AutoTokenizer is a powerful class that can automatically load the appropriate tokenizer for a given pre-trained model.

------------------------------
#3. Defining colors_list:


    colors_list = [
       '102;194;165', '252;141;98', '141;160;203',
       '231;138;195', '166;216;84', '255;217;47'
       ]

This creates a list called colors_list containing strings representing RGB color codes.

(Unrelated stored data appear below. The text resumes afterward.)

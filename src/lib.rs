pub mod bounds;
pub mod controller;
pub mod css;
pub mod event;
pub mod geometry;
pub mod host;
mod macros;
pub mod settings;
pub mod step;
pub mod thumb;

pub use bounds::RangeBounds;
pub use controller::{BindState, IgnoreReason, Outcome, RangeTouch, TouchHandler};
pub use css::Selector;
pub use event::{Notification, Phase, TouchEvent, TouchPoint};
pub use geometry::{Rect, TextDirection, map_touch_to_value};
pub use host::{Host, ListenerId};
pub use settings::Settings;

These colors will be used to highlight the tokens in the output.

-------------------
#4. Defining the show_tokens function:


    def show_tokens(sentence, tokenizer_name):
        tokenizer = AutoTokenizer.from_pretrained(tokenizer_name)
        token_ids = tokenizer(sentence).input_ids
        for idx, t in enumerate(token_ids):
            # Ensure consistent indentation within the for loop
            print(
              f'\x1b[0;30;48;2;{colors_list[idx % len(colors_list)]}m' +
              tokenizer.decode(t) +
              '\x1b[0m',
              end=' '
               )

This function takes a sentence and tokenizer_name as input.

It loads the specified tokenizer using AutoTokenizer.from_pretrained(tokenizer_name).

It tokenizes the sentence using the loaded tokenizer to get the token_ids.
It then iterates through the token_ids using enumerate to get both the index (idx) and the token ID (t).

Inside the loop, it prints each token with a colored background using ANSI escape codes.

    f'\x1b[0;30;48;2;{colors_list[idx % len(colors_list)]}m'
    
sets the background color.

##tokenizer.decode(t)
decodes the token ID back into its text representation.

##'\x1b[0m'
resets the color to default.

##end=' '
ensures that the tokens are printed on the same line with a space separator.

In essence, this code snippet demonstrates how to use the transformers library to tokenize a sentence, and then it visually highlights each token with a different color using ANSI escape codes for a more readable output.